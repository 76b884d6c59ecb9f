//! 对象存储：把较长的任务输出上传后以链接形式回复
//!
//! HTTP PUT `{endpoint}/{bucket}/{key}`，可选 Bearer token；公开地址为 `{public_base_url}/{key}`。

use reqwest::Client;

use crate::config::StorageSection;
use crate::core::BotError;

pub struct ObjectStore {
    client: Client,
    endpoint: String,
    bucket: String,
    public_base_url: String,
    token: Option<String>,
}

impl ObjectStore {
    /// 未配置 endpoint 时返回 None（不上传）
    pub fn from_config(cfg: &StorageSection) -> Option<Self> {
        let endpoint = cfg.endpoint.as_deref()?.trim_end_matches('/').to_string();
        let public_base_url = cfg
            .public_base_url
            .as_deref()
            .map(|u| u.trim_end_matches('/').to_string())
            .unwrap_or_else(|| format!("{}/{}", endpoint, cfg.bucket));
        Some(Self {
            client: Client::new(),
            endpoint,
            bucket: cfg.bucket.clone(),
            public_base_url,
            token: cfg.token.clone(),
        })
    }

    pub fn object_url(&self, key: &str) -> String {
        format!("{}/{}/{}", self.endpoint, self.bucket, key)
    }

    pub fn public_url(&self, key: &str) -> String {
        format!("{}/{}", self.public_base_url, key)
    }

    /// 上传并返回公开地址
    pub async fn upload(&self, key: &str, body: Vec<u8>, content_type: &str) -> Result<String, BotError> {
        let mut req = self
            .client
            .put(self.object_url(key))
            .header(reqwest::header::CONTENT_TYPE, content_type)
            .body(body);
        if let Some(token) = &self.token {
            req = req.bearer_auth(token);
        }
        let resp = req.send().await?;
        if !resp.status().is_success() {
            return Err(BotError::from_response(resp).await);
        }
        let url = self.public_url(key);
        tracing::info!("Uploaded {} to {}", key, url);
        Ok(url)
    }
}

/// 任务输出的对象 key：results/{job_id}/{uuid}.txt
pub fn result_key(job_id: &str) -> String {
    format!("results/{}/{}.txt", job_id, uuid::Uuid::new_v4())
}

#[cfg(test)]
mod tests {
    use super::*;

    #[test]
    fn test_disabled_without_endpoint() {
        assert!(ObjectStore::from_config(&StorageSection::default()).is_none());
    }

    #[test]
    fn test_urls() {
        let cfg = StorageSection {
            endpoint: Some("https://storage.example.org/".to_string()),
            public_base_url: Some("https://results.example.org".to_string()),
            ..Default::default()
        };
        let store = ObjectStore::from_config(&cfg).unwrap();
        assert_eq!(
            store.object_url("results/j-1/a.txt"),
            "https://storage.example.org/bbb-results/results/j-1/a.txt"
        );
        assert_eq!(store.public_url("results/j-1/a.txt"), "https://results.example.org/results/j-1/a.txt");
    }

    #[test]
    fn test_public_url_defaults_to_bucket_path() {
        let cfg = StorageSection {
            endpoint: Some("https://storage.example.org".to_string()),
            ..Default::default()
        };
        let store = ObjectStore::from_config(&cfg).unwrap();
        assert_eq!(store.public_url("k"), "https://storage.example.org/bbb-results/k");
    }

    #[test]
    fn test_result_key_shape() {
        let key = result_key("j-7");
        assert!(key.starts_with("results/j-7/"));
        assert!(key.ends_with(".txt"));
    }
}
------------------------
● **Task directions**
Your answer must consist solely of the lines above between the line holding "use reqwest::Client;" and the line holding "let url = self.public_url(key);", inclusive, copied exactly.

● **Problem solution**
use reqwest::Client;

use crate::config::StorageSection;
use crate::core::BotError;

pub struct ObjectStore {
    client: Client,
    endpoint: String,
    bucket: String,
    public_base_url: String,
    token: Option<String>,
}

impl ObjectStore {
    /// 未配置 endpoint 时返回 None（不上传）
    pub fn from_config(cfg: &StorageSection) -> Option<Self> {
        let endpoint = cfg.endpoint.as_deref()?.trim_end_matches('/').to_string();
        let public_base_url = cfg
            .public_base_url
            .as_deref()
            .map(|u| u.trim_end_matches('/').to_string())
            .unwrap_or_else(|| format!("{}/{}", endpoint, cfg.bucket));
        Some(Self {
            client: Client::new(),
            endpoint,
            bucket: cfg.bucket.clone(),
            public_base_url,
            token: cfg.token.clone(),
        })
    }

    pub fn object_url(&self, key: &str) -> String {
        format!("{}/{}/{}", self.endpoint, self.bucket, key)
    }

    pub fn public_url(&self, key: &str) -> String {
        format!("{}/{}", self.public_base_url, key)
    }

    /// 上传并返回公开地址
    pub async fn upload(&self, key: &str, body: Vec<u8>, content_type: &str) -> Result<String, BotError> {
        let mut req = self
            .client
            .put(self.object_url(key))
            .header(reqwest::header::CONTENT_TYPE, content_type)
            .body(body);
        if let Some(token) = &self.token {
            req = req.bearer_auth(token);
        }
        let resp = req.send().await?;
        if !resp.status().is_success() {
            return Err(BotError::from_response(resp).await);
        }
        let url = self.public_url(key);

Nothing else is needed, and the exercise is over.